Directions:
Every line in the listing is to be echoed verbatim.
[Opening Data excerpts section]
//! Coarse proxy for the side-channel-aware table lookup: checks that
//! every possible window digit (0..16) on the arbitrary-point ladder
//! produces the mathematically correct point, rather than only the
//! digits that happen to occur in a handful of test scalars.
//!
//! This is NOT a timing harness — a statistically meaningful constant-time
//! measurement cannot run reliably in CI. What this test actually
//! guarantees is functional: if `ProtectedTable::gather` only worked
//! correctly for a subset of indices (e.g. a bug that special-cased index
//! 0), these per-digit checks would catch it. It does not and cannot
//! observe the uniform memory-access pattern directly.

use std::cmp::Ordering;
use std::rc::Rc;

use ecc_ws::ec::{CurveContext, Point};

const P256_MODULUS: [u8; 32] = [
    0xff, 0xff, 0xff, 0xff, 0x00, 0x00, 0x00, 0x01, 0x00, 0x00, 0x00, 0x00, 0x00, 0x00, 0x00, 0x00,
    0x00, 0x00, 0x00, 0x00, 0xff, 0xff, 0xff, 0xff, 0xff, 0xff, 0xff, 0xff, 0xff, 0xff, 0xff, 0xff,
];
const P256_B: [u8; 32] = [
    0x5a, 0xc6, 0x35, 0xd8, 0xaa, 0x3a, 0x93, 0xe7, 0xb3, 0xeb, 0xbd, 0x55, 0x76, 0x98, 0x86, 0xbc,
    0x65, 0x1d, 0x06, 0xb0, 0xcc, 0x53, 0xb0, 0xf6, 0x3b, 0xce, 0x3c, 0x3e, 0x27, 0xd2, 0x60, 0x4b,
];
const P256_ORDER: [u8; 32] = [
    0xff, 0xff, 0xff, 0xff, 0x00, 0x00, 0x00, 0x00, 0xff, 0xff, 0xff, 0xff, 0xff, 0xff, 0xff, 0xff,
    0xbc, 0xe6, 0xfa, 0xad, 0xa7, 0x17, 0x9e, 0x84, 0xf3, 0xb9, 0xca, 0xc2, 0xfc, 0x63, 0x25, 0x51,
];
const P256_GX: [u8; 32] = [
    0x6b, 0x17, 0xd1, 0xf2, 0xe1, 0x2c, 0x42, 0x47, 0xf8, 0xbc, 0xe6, 0xe5, 0x63, 0xa4, 0x40, 0xf2,
    0x77, 0x03, 0x7d, 0x81, 0x2d, 0xeb, 0x33, 0xa0, 0xf4, 0xa1, 0x39, 0x45, 0xd8, 0x98, 0xc2, 0x96,
];
const P256_GY: [u8; 32] = [
    0x4f, 0xe3, 0x42, 0xe2, 0xfe, 0x1a, 0x7f, 0x9b, 0x8e, 0xe7, 0xeb, 0x4a, 0x7c, 0x0f, 0x9e, 0x16,
    0x2b, 0xce, 0x33, 0x57, 0x6b, 0x31, 0x5e, 0xce, 0xcb, 0xb6, 0x40, 0x68, 0x37, 0xbf, 0x51, 0xf5,
];

fn p256_ctx() -> Rc<CurveContext> {
    Rc::new(CurveContext::new(&P256_MODULUS, &P256_B, &P256_ORDER, 32, 0).unwrap())
}

fn reference_scalar_mul(base: &Point, k: &[u8; 32]) -> Point {
    let mut acc = base.clone();
    acc.scalar(&[0u8; 32], 32, 0).unwrap();
    for byte in k {
        for bit in (0..8).rev() {
            acc.double();
            if (byte >> bit) & 1 == 1 {
                acc = acc.add(base).unwrap();
            }
        }
    }
    acc
}

/// Every nibble value, isolated to a single window position, against an
/// arbitrary (non-generator) base point.
#[test]
fn every_window_digit_gathers_correctly() {
    let ctx = p256_ctx();
    let g = Point::new(&P256_GX, &P256_GY, 32, &ctx).unwrap();
    let mut h = g.clone();
    h.double();

    for digit in 0u8..16 {
        let mut k = [0u8; 32];
        k[16] = digit; // isolates one window in the middle of the scalar

        let mut via_ladder = h.clone();
        via_ladder.scalar(&k, 32, 0).unwrap();
        let via_reference = reference_scalar_mul(&h, &k);

        assert_eq!(
            via_ladder.cmp(&via_reference).unwrap(),
            Ordering::Equal,
            "window digit {digit} produced a different point"
        );
    }
}

/// Same check against the P-256 generator table (right-to-left windows).
#[test]
fn every_generator_window_digit_gathers_correctly() {
    let ctx = p256_ctx();
    let g = Point::new(&P256_GX, &P256_GY, 32, &ctx).unwrap();

    for digit in 0u8..16 {
        let mut k = [0u8; 32];
        k[16] = digit;

        let mut via_ladder = g.clone();
        via_ladder.scalar(&k, 32, 0).unwrap();
        let via_reference = reference_scalar_mul(&g, &k);

        assert_eq!(
            via_ladder.cmp(&via_reference).unwrap(),
            Ordering::Equal,
            "generator window digit {digit} produced a different point"
        );
    }
}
[Closing Data excerpts section]
Exercise response:
//! Coarse proxy for the side-channel-aware table lookup: checks that
//! every possible window digit (0..16) on the arbitrary-point ladder
//! produces the mathematically correct point, rather than only the
//! digits that happen to occur in a handful of test scalars.
//!
//! This is NOT a timing harness — a statistically meaningful constant-time
//! measurement cannot run reliably in CI. What this test actually
//! guarantees is functional: if `ProtectedTable::gather` only worked
//! correctly for a subset of indices (e.g. a bug that special-cased index
//! 0), these per-digit checks would catch it. It does not and cannot
//! observe the uniform memory-access pattern directly.

use std::cmp::Ordering;
use std::rc::Rc;

use ecc_ws::ec::{CurveContext, Point};

const P256_MODULUS: [u8; 32] = [
    0xff, 0xff, 0xff, 0xff, 0x00, 0x00, 0x00, 0x01, 0x00, 0x00, 0x00, 0x00, 0x00, 0x00, 0x00, 0x00,
    0x00, 0x00, 0x00, 0x00, 0xff, 0xff, 0xff, 0xff, 0xff, 0xff, 0xff, 0xff, 0xff, 0xff, 0xff, 0xff,
];
const P256_B: [u8; 32] = [
    0x5a, 0xc6, 0x35, 0xd8, 0xaa, 0x3a, 0x93, 0xe7, 0xb3, 0xeb, 0xbd, 0x55, 0x76, 0x98, 0x86, 0xbc,
    0x65, 0x1d, 0x06, 0xb0, 0xcc, 0x53, 0xb0, 0xf6, 0x3b, 0xce, 0x3c, 0x3e, 0x27, 0xd2, 0x60, 0x4b,
];
const P256_ORDER: [u8; 32] = [
    0xff, 0xff, 0xff, 0xff, 0x00, 0x00, 0x00, 0x00, 0xff, 0xff, 0xff, 0xff, 0xff, 0xff, 0xff, 0xff,
    0xbc, 0xe6, 0xfa, 0xad, 0xa7, 0x17, 0x9e, 0x84, 0xf3, 0xb9, 0xca, 0xc2, 0xfc, 0x63, 0x25, 0x51,
];
const P256_GX: [u8; 32] = [
    0x6b, 0x17, 0xd1, 0xf2, 0xe1, 0x2c, 0x42, 0x47, 0xf8, 0xbc, 0xe6, 0xe5, 0x63, 0xa4, 0x40, 0xf2,
    0x77, 0x03, 0x7d, 0x81, 0x2d, 0xeb, 0x33, 0xa0, 0xf4, 0xa1, 0x39, 0x45, 0xd8, 0x98, 0xc2, 0x96,
];
const P256_GY: [u8; 32] = [
    0x4f, 0xe3, 0x42, 0xe2, 0xfe, 0x1a, 0x7f, 0x9b, 0x8e, 0xe7, 0xeb, 0x4a, 0x7c, 0x0f, 0x9e, 0x16,
    0x2b, 0xce, 0x33, 0x57, 0x6b, 0x31, 0x5e, 0xce, 0xcb, 0xb6, 0x40, 0x68, 0x37, 0xbf, 0x51, 0xf5,
];

fn p256_ctx() -> Rc<CurveContext> {
    Rc::new(CurveContext::new(&P256_MODULUS, &P256_B, &P256_ORDER, 32, 0).unwrap())
}

fn reference_scalar_mul(base: &Point, k: &[u8; 32]) -> Point {
    let mut acc = base.clone();
    acc.scalar(&[0u8; 32], 32, 0).unwrap();
    for byte in k {
        for bit in (0..8).rev() {
            acc.double();
            if (byte >> bit) & 1 == 1 {
                acc = acc.add(base).unwrap();
            }
        }
    }
    acc
}

/// Every nibble value, isolated to a single window position, against an
/// arbitrary (non-generator) base point.
#[test]
fn every_window_digit_gathers_correctly() {
    let ctx = p256_ctx();
    let g = Point::new(&P256_GX, &P256_GY, 32, &ctx).unwrap();
    let mut h = g.clone();
    h.double();

    for digit in 0u8..16 {
        let mut k = [0u8; 32];
        k[16] = digit; // isolates one window in the middle of the scalar

        let mut via_ladder = h.clone();
        via_ladder.scalar(&k, 32, 0).unwrap();
        let via_reference = reference_scalar_mul(&h, &k);

        assert_eq!(
            via_ladder.cmp(&via_reference).unwrap(),
            Ordering::Equal,
            "window digit {digit} produced a different point"
        );
    }
}

/// Same check against the P-256 generator table (right-to-left windows).
#[test]
fn every_generator_window_digit_gathers_correctly() {
    let ctx = p256_ctx();
    let g = Point::new(&P256_GX, &P256_GY, 32, &ctx).unwrap();

    for digit in 0u8..16 {
        let mut k = [0u8; 32];
        k[16] = digit;

        let mut via_ladder = g.clone();
        via_ladder.scalar(&k, 32, 0).unwrap();
        let via_reference = reference_scalar_mul(&g, &k);

        assert_eq!(
            via_ladder.cmp(&via_reference).unwrap(),
            Ordering::Equal,
            "generator window digit {digit} produced a different point"
        );
    }
}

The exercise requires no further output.